Associations between GDF15 expression and beta cell function
during and after pregnancy
Associations between GDF15 and pregnancy induced increases in insulin
resistance and beta cell function from T1-T3 are shown in Table 2. In
this model (adjusted for BMI, age and gestational age), absolute levels
of GDF15 at T2 and T3 and increases in GDF15 between trimesters
associated with the increase in HOMA-B (Table 2). For unadjusted
correlations within groups, there were also significant associations
between increases in HOMA-B and GDF15, although the timing differed
slightly between groups. In NW, HOMA-B increase associated with GDF15 at
T2 (R= 0.467, p = 0.016) and with GDF15 change T2 to T3 (R=
0.394, p = 0.046). In OB, HOMA-B increase associated with GDF15
change T1 to T2 (R= 0.664, p < 0.001) and with change
in GDF15 T1 toT3 (R= 0.388, p = 0.046).
Fasting blood glucose decreased significantly late in pregnancy
(p = 0.008). This decrease between T2 and T3 was inversely
associated with changes in GDF15 from T1 to T2 and from T2 to T3 (Fig.
2).
Since GDF15 levels did not change significantly between time points
after pregnancy (Fig. 1A), associations between measures of glucose
metabolism and changes in GDF15 after pregnancy were not deemed
relevant. Only associations for absolute values at 6, 12, and 18 months
were investigated.

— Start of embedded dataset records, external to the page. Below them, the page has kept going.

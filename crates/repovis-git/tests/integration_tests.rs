//! Integration tests for repovis-git
//!
//! These tests build small git repositories on disk and run the full pipeline
//! against them through `GitRepo`.

use std::fs;
use std::path::Path;

use git2::{IndexAddOption, Repository, RepositoryInitOptions, Signature, Time};
use repovis_git::prelude::*;
use repovis_git::{History, Revision, repository_metadata, resolve_settings};
use similar_asserts::assert_eq;
use tempfile::TempDir;

/// A scratch repository with a deterministic clock
struct TestRepo {
    dir: TempDir,
    repo: Repository,
    clock: i64,
}

impl TestRepo {
    fn new() -> Self {
        let dir = tempfile::tempdir().expect("Failed to create temp dir");
        let mut opts = RepositoryInitOptions::new();
        opts.initial_head("main");
        let repo = Repository::init_opts(dir.path(), &opts).expect("Failed to init repository");
        Self {
            dir,
            repo,
            clock: 1_700_000_000,
        }
    }

    fn path(&self) -> &Path {
        self.dir.path()
    }

    fn write(&self, relative_path: &str, content: &str) -> &Self {
        let file_path = self.path().join(relative_path);
        if let Some(parent) = file_path.parent() {
            fs::create_dir_all(parent).expect("Failed to create parent directories");
        }
        fs::write(&file_path, content).expect("Failed to write file");
        self
    }

    fn remove(&self, relative_path: &str) -> &Self {
        fs::remove_file(self.path().join(relative_path)).expect("Failed to remove file");
        self
    }

    fn rename(&self, from: &str, to: &str) -> &Self {
        let target = self.path().join(to);
        if let Some(parent) = target.parent() {
            fs::create_dir_all(parent).expect("Failed to create parent directories");
        }
        fs::rename(self.path().join(from), target).expect("Failed to rename file");
        self
    }

    /// Stage the whole working tree and commit it on HEAD
    fn commit_as(&mut self, author: &str, message: &str) -> String {
        let mut index = self.repo.index().expect("Failed to open index");
        index
            .add_all(["*"], IndexAddOption::DEFAULT, None)
            .expect("Failed to stage files");
        index.update_all(["*"], None).expect("Failed to stage removals");
        index.write().expect("Failed to write index");
        let tree_id = index.write_tree().expect("Failed to write tree");
        let tree = self.repo.find_tree(tree_id).expect("Failed to find tree");

        self.clock += 60;
        let signature = Signature::new(author, "test@example.com", &Time::new(self.clock, 0))
            .expect("Failed to create signature");
        let parent = self.repo.head().ok().and_then(|h| h.peel_to_commit().ok());
        let parents: Vec<&git2::Commit<'_>> = parent.iter().collect();

        self.repo
            .commit(Some("HEAD"), &signature, &signature, message, &tree, &parents)
            .expect("Failed to commit")
            .to_string()
    }

    fn commit(&mut self, message: &str) -> String {
        self.commit_as("Test Author", message)
    }

    fn open(&self) -> GitRepo {
        GitRepo::open(self.path()).expect("Failed to open repository")
    }
}

/// commit 0 adds src/a.txt, commit 1 adds src/b.txt, commit 2 deletes src/a.txt
fn scenario_repo() -> (TestRepo, Vec<String>) {
    let mut test = TestRepo::new();
    let mut hashes = Vec::new();
    test.write("src/a.txt", "a");
    hashes.push(test.commit_as("Alice", "add a"));
    test.write("src/b.txt", "b");
    hashes.push(test.commit_as("Bob", "add b"));
    test.remove("src/a.txt");
    hashes.push(test.commit_as("Alice", "remove a"));
    (test, hashes)
}

fn revision_at(repo: &GitRepo, branch: &str, position: usize) -> Revision {
    History::load(repo, branch)
        .expect("Failed to load history")
        .get(position)
        .cloned()
        .expect("No revision at position")
}

#[test]
fn test_history_is_oldest_first() {
    let (test, hashes) = scenario_repo();
    let repo = test.open();
    let history = History::load(&repo, "main").expect("Failed to load history");

    assert_eq!(history.len(), 3);
    for (position, hash) in hashes.iter().enumerate() {
        assert_eq!(history.position_of(hash), Some(position));
    }
    assert!(history.get(0).expect("root").is_root());
}

#[test]
fn test_root_commit_lists_whole_tree() {
    let mut test = TestRepo::new();
    test.write("README.md", "readme")
        .write("src/lib.rs", "lib")
        .write("src/nested/deep/mod.rs", "deep");
    test.commit("initial");

    let repo = test.open();
    let root = revision_at(&repo, "main", 0);
    let changes = repo.changes(&root).expect("Failed to extract changes");

    assert!(changes.iter().all(|c| c.change_type == FileChangeType::Added));
    let mut paths: Vec<String> = changes.into_iter().map(|c| c.path).collect();
    paths.sort();
    assert_eq!(paths, vec!["README.md", "src/lib.rs", "src/nested/deep/mod.rs"]);

    let mut listing = repo.tree_files(&root.hash, None).expect("Failed to list tree");
    listing.sort();
    assert_eq!(listing, paths);
}

#[test]
fn test_diff_kinds_against_parent() {
    let mut test = TestRepo::new();
    test.write("keep.txt", "1").write("edit.txt", "1").write("drop.txt", "1");
    test.commit("initial");
    test.write("edit.txt", "2").write("new.txt", "1").remove("drop.txt");
    test.commit("second");

    let repo = test.open();
    let second = revision_at(&repo, "main", 1);
    let changes = repo.changes(&second).expect("Failed to extract changes");

    assert_eq!(
        changes,
        vec![
            FileChange::deleted("drop.txt"),
            FileChange::modified("edit.txt"),
            FileChange::added("new.txt"),
        ]
    );
}

#[test]
fn test_rename_reports_delete_and_add() {
    let mut test = TestRepo::new();
    test.write("old/name.txt", "same content");
    test.commit("initial");
    test.rename("old/name.txt", "new/name.txt");
    test.commit("move");

    let repo = test.open();
    let moved = revision_at(&repo, "main", 1);
    let changes = repo.changes(&moved).expect("Failed to extract changes");

    assert_eq!(
        changes,
        vec![
            FileChange::added("new/name.txt"),
            FileChange::deleted("old/name.txt"),
        ]
    );
}

#[test]
fn test_tree_files_for_folders() {
    let mut test = TestRepo::new();
    test.write("src/a.rs", "a")
        .write("src/ui/b.rs", "b")
        .write("src2/c.rs", "c")
        .write("docs", "not a folder");
    let hash = test.commit("initial");
    let repo = test.open();

    let mut files = repo.tree_files(&hash, Some("src")).expect("Failed to list");
    files.sort();
    assert_eq!(files, vec!["src/a.rs", "src/ui/b.rs"]);

    assert_eq!(
        repo.tree_files(&hash, Some("/src/ui/")).expect("Failed to list"),
        vec!["src/ui/b.rs"]
    );
    assert!(repo.tree_files(&hash, Some("missing")).expect("list").is_empty());
    assert!(repo.tree_files(&hash, Some("docs")).expect("list").is_empty());
}

#[test]
fn test_collapse_scenario_on_disk() {
    let (test, hashes) = scenario_repo();
    let repo = test.open();
    let structures = vec![
        Structure::new("src", "group")
            .collapsing()
            .with_positions(Some(0), Some(2)),
    ];

    let window = build_window(&repo, "main", &structures, WindowRequest::default())
        .expect("Failed to build window");

    let group = FileChange {
        change_type: FileChangeType::Added,
        path: "src/group".to_string(),
        collapsed: true,
    };
    assert_eq!(window[&0].changes, vec![group.clone()]);
    assert_eq!(window[&1].changes, vec![group]);
    assert_eq!(
        window[&2].changes,
        vec![
            FileChange::deleted("src/a.txt"),
            FileChange::expanded("src/b.txt"),
        ]
    );
    assert_eq!(window[&0].author, "Alice");
    assert_eq!(window[&1].author, "Bob");
    assert_eq!(window[&2].hash, hashes[2]);
    assert!(window[&0].timestamp < window[&1].timestamp);
}

#[test]
fn test_prepare_then_window_roundtrip() {
    let (test, hashes) = scenario_repo();
    let repo = test.open();
    let settings = Settings {
        milestones: vec![
            Milestone::new(hashes[1].as_str(), "second"),
            Milestone::new("0".repeat(40), "stale"),
        ],
        structures: vec![
            Structure::new("src", "group")
                .collapsing()
                .with_hashes(Some(hashes[0].as_str()), Some(hashes[2].as_str())),
        ],
    };

    let metadata = repository_metadata(&repo, "local", "main", Some(settings))
        .expect("Failed to compute metadata");
    assert_eq!(metadata.total_commits, 3);
    let settings = metadata.settings.expect("settings");
    assert_eq!(settings.milestones.len(), 1, "stale milestone is dropped");

    let window = build_window(&repo, "main", &settings.structures, WindowRequest::default())
        .expect("Failed to build window");
    let milestone = &settings.milestones[0];
    let id = milestone.commit_id.expect("resolved");
    assert_eq!(window[&id].hash, milestone.commit_hash);
    assert_eq!(window[&id].index, id);
    assert!(window[&id].changes.iter().all(|c| c.collapsed));
}

#[test]
fn test_resolution_is_stable_across_calls() {
    let (test, hashes) = scenario_repo();
    let repo = test.open();
    let history = History::load(&repo, "main").expect("Failed to load history");

    let mut first = Settings {
        milestones: vec![Milestone::new(hashes[2].as_str(), "tip")],
        structures: Vec::new(),
    };
    let mut second = first.clone();
    resolve_settings(&history, &mut first);
    resolve_settings(&history, &mut second);
    assert_eq!(first, second);
    assert_eq!(first.milestones[0].commit_id, Some(2));
}

#[test]
fn test_branch_resolution() {
    let (test, hashes) = scenario_repo();
    let repo = test.open();

    assert_eq!(repo.resolve_branch("main").expect("main"), hashes[2]);
    assert_eq!(repo.resolve_branch("refs/heads/main").expect("ref"), hashes[2]);

    let err = build_window(&repo, "does-not-exist", &[], WindowRequest::default()).unwrap_err();
    assert!(err.is_branch_not_found());

    let oid = git2::Oid::from_str(&hashes[1]).expect("oid");
    test.repo
        .reference("refs/remotes/origin/feature", oid, false, "test remote ref")
        .expect("Failed to create remote ref");
    assert_eq!(repo.resolve_branch("feature").expect("feature"), hashes[1]);

    let window = build_window(&repo, "feature", &[], WindowRequest::default())
        .expect("Failed to build window");
    assert_eq!(window.len(), 2);
}

#[test]
fn test_window_beyond_history_is_empty() {
    let (test, _) = scenario_repo();
    let repo = test.open();
    let window = build_window(&repo, "main", &[], WindowRequest::new(3, 50))
        .expect("Failed to build window");
    assert!(window.is_empty());
}

#[test]
fn test_window_json_shape() {
    let (test, hashes) = scenario_repo();
    let repo = test.open();
    let window = build_window(&repo, "main", &[], WindowRequest::new(0, 1))
        .expect("Failed to build window");

    let json = serde_json::to_value(&window).expect("Failed to serialize");
    let first = &json["0"];
    assert_eq!(first["commitId"], 0);
    assert_eq!(first["commitHash"], hashes[0].as_str());
    assert_eq!(first["author"], "Alice");
    assert!(first["timestamp"].is_i64());
    assert_eq!(first["changes"][0]["type"], "A");
    assert_eq!(first["changes"][0]["file"], "src/a.txt");
}
// Copyright (c) 2026 - present Nicholas D. Crosbie
// SPDX-License-Identifier: MIT

//! git2-backed history source
//!
//! This module resolves branches, walks their ancestry and extracts file-level
//! changes using the `git2` crate.

use std::path::Path;

use chrono::{DateTime, TimeZone, Utc};
use git2::{ObjectType, Oid, Repository, Sort, Tree, TreeWalkMode, TreeWalkResult};
use tracing::debug;

use crate::commit::{FileChange, FileChangeType, Revision};
use crate::error::GitError;
use crate::source::HistorySource;

/// A git repository opened for reading
pub struct GitRepo {
    repo: Repository,
}

impl GitRepo {
    /// Open a git repository at the given path
    ///
    /// # Errors
    ///
    /// Returns `GitError::RepositoryNotFound` if the path is not a git repository.
    pub fn open(path: impl AsRef<Path>) -> Result<Self, GitError> {
        let path = path.as_ref();
        let repo = Repository::open(path).map_err(|_| GitError::RepositoryNotFound {
            path: path.display().to_string(),
        })?;
        debug!(path = %repo.path().display(), "Opened git repository");
        Ok(Self { repo })
    }

    /// Resolve a branch name, falling back to the `origin` remote-tracking ref
    fn resolve_oid(&self, branch: &str) -> Result<Oid, GitError> {
        let not_found = || GitError::BranchNotFound {
            branch: branch.to_string(),
        };

        let object = self
            .repo
            .revparse_single(branch)
            .or_else(|_| self.repo.revparse_single(&format!("origin/{branch}")))
            .map_err(|_| not_found())?;
        let commit = object.peel_to_commit().map_err(|_| not_found())?;
        Ok(commit.id())
    }

    fn commit_tree(&self, hash: &str) -> Result<Tree<'_>, GitError> {
        let oid = Oid::from_str(hash)?;
        Ok(self.repo.find_commit(oid)?.tree()?)
    }

    /// Every file beneath a tree, with paths prefixed by `base`
    fn list_files(tree: &Tree<'_>, base: &str) -> Result<Vec<String>, GitError> {
        let mut files = Vec::new();
        tree.walk(TreeWalkMode::PreOrder, |root, entry| {
            if entry.kind() != Some(ObjectType::Tree) {
                let name = String::from_utf8_lossy(entry.name_bytes());
                files.push(format!("{base}{root}{name}"));
            }
            TreeWalkResult::Ok
        })?;
        Ok(files)
    }
}

/// Convert a git2 commit time to UTC
fn commit_timestamp(commit: &git2::Commit<'_>) -> DateTime<Utc> {
    Utc.timestamp_opt(commit.time().seconds(), 0)
        .single()
        .unwrap_or_else(Utc::now)
}

impl HistorySource for GitRepo {
    fn resolve_branch(&self, branch: &str) -> Result<String, GitError> {
        self.resolve_oid(branch).map(|oid| oid.to_string())
    }

    fn walk(&self, tip: &str) -> Result<Vec<Revision>, GitError> {
        let mut revwalk = self.repo.revwalk()?;
        revwalk.set_sorting(Sort::TIME | Sort::TOPOLOGICAL)?;
        revwalk.push(Oid::from_str(tip)?)?;

        let mut revisions = Vec::new();
        for oid in revwalk {
            let commit = self.repo.find_commit(oid?)?;
            revisions.push(Revision {
                hash: commit.id().to_string(),
                author: commit.author().name().unwrap_or("Unknown").to_string(),
                timestamp: commit_timestamp(&commit),
                parents: commit.parent_ids().map(|id| id.to_string()).collect(),
            });
        }
        Ok(revisions)
    }

    fn changes(&self, revision: &Revision) -> Result<Vec<FileChange>, GitError> {
        let tree = self.commit_tree(&revision.hash)?;

        let Some(parent) = revision.first_parent() else {
            let files = Self::list_files(&tree, "")?;
            return Ok(files.into_iter().map(FileChange::added).collect());
        };

        let parent_tree = self.commit_tree(parent)?;
        let diff = self
            .repo
            .diff_tree_to_tree(Some(&parent_tree), Some(&tree), None)?;

        let changes = diff
            .deltas()
            .filter_map(|delta| {
                let change_type = FileChangeType::from_delta(delta.status());
                let file = if change_type == FileChangeType::Deleted {
                    delta.old_file()
                } else {
                    delta.new_file()
                };
                file.path()
                    .map(|path| FileChange::new(change_type, path.to_string_lossy()))
            })
            .collect();
        Ok(changes)
    }

    fn tree_files(&self, hash: &str, folder: Option<&str>) -> Result<Vec<String>, GitError> {
        let tree = self.commit_tree(hash)?;
        let folder = folder.map(|f| f.trim_matches('/')).unwrap_or_default();
        if folder.is_empty() {
            return Self::list_files(&tree, "");
        }

        let entry = match tree.get_path(Path::new(folder)) {
            Ok(entry) => entry,
            Err(e) if e.code() == git2::ErrorCode::NotFound => return Ok(Vec::new()),
            Err(e) => return Err(e.into()),
        };
        if entry.kind() != Some(ObjectType::Tree) {
            return Ok(Vec::new());
        }

        let subtree = self.repo.find_tree(entry.id())?;
        Self::list_files(&subtree, &format!("{folder}/"))
    }
}

#[cfg(test)]
mod tests {
    use super::*;
    use similar_asserts::assert_eq;
    use std::env;

    fn get_repo() -> GitRepo {
        let manifest_dir = env::var("CARGO_MANIFEST_DIR").expect("CARGO_MANIFEST_DIR not set");
        let found = Repository::discover(manifest_dir).expect("Should discover repo");
        GitRepo::open(found.path()).expect("Should open discovered repo")
    }

    fn in_git_checkout() -> bool {
        env::var("CARGO_MANIFEST_DIR")
            .map(|dir| Repository::discover(dir).is_ok())
            .unwrap_or(false)
    }

    #[test]
    fn test_open_nonexistent_repository() {
        let result = GitRepo::open("/nonexistent/path");
        match result {
            Err(GitError::RepositoryNotFound { path }) => {
                assert!(path.contains("nonexistent"));
            }
            _ => panic!("Expected RepositoryNotFound error"),
        }
    }

    #[test]
    fn test_unknown_branch_is_branch_not_found() {
        if !in_git_checkout() {
            return;
        }
        let repo = get_repo();
        let err = repo.resolve_branch("no-such-branch-12345").unwrap_err();
        assert!(err.is_branch_not_found());
    }

    #[test]
    fn test_head_walk_starts_at_tip() {
        if !in_git_checkout() {
            return;
        }
        let repo = get_repo();
        let tip = repo.resolve_branch("HEAD").expect("Should resolve HEAD");
        assert!(Revision::is_valid_hash(&tip));

        let walked = repo.walk(&tip).expect("Should walk");
        assert_eq!(walked.first().map(|r| r.hash.as_str()), Some(tip.as_str()));
        assert!(walked.iter().all(|r| Revision::is_valid_hash(&r.hash)));
    }
}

GDF15 did not correlate with HOMA-IR or HOMA-B at 6
or 12 months. At 18 months, however, GDF15 was significantly associated
with HOMA-B (beta= 0.301, p = 0.039) and HOMA-IR (beta= 0.304,p = 0.009) among all women after adjustment for maternal age and
BMI. In subgroup analyses, GDF15 associated significantly with HOMA-B in
NW (beta= 0.424 ,p = 0.031) and with HOMA-IR in OB (beta= 0.587,p = 0.048).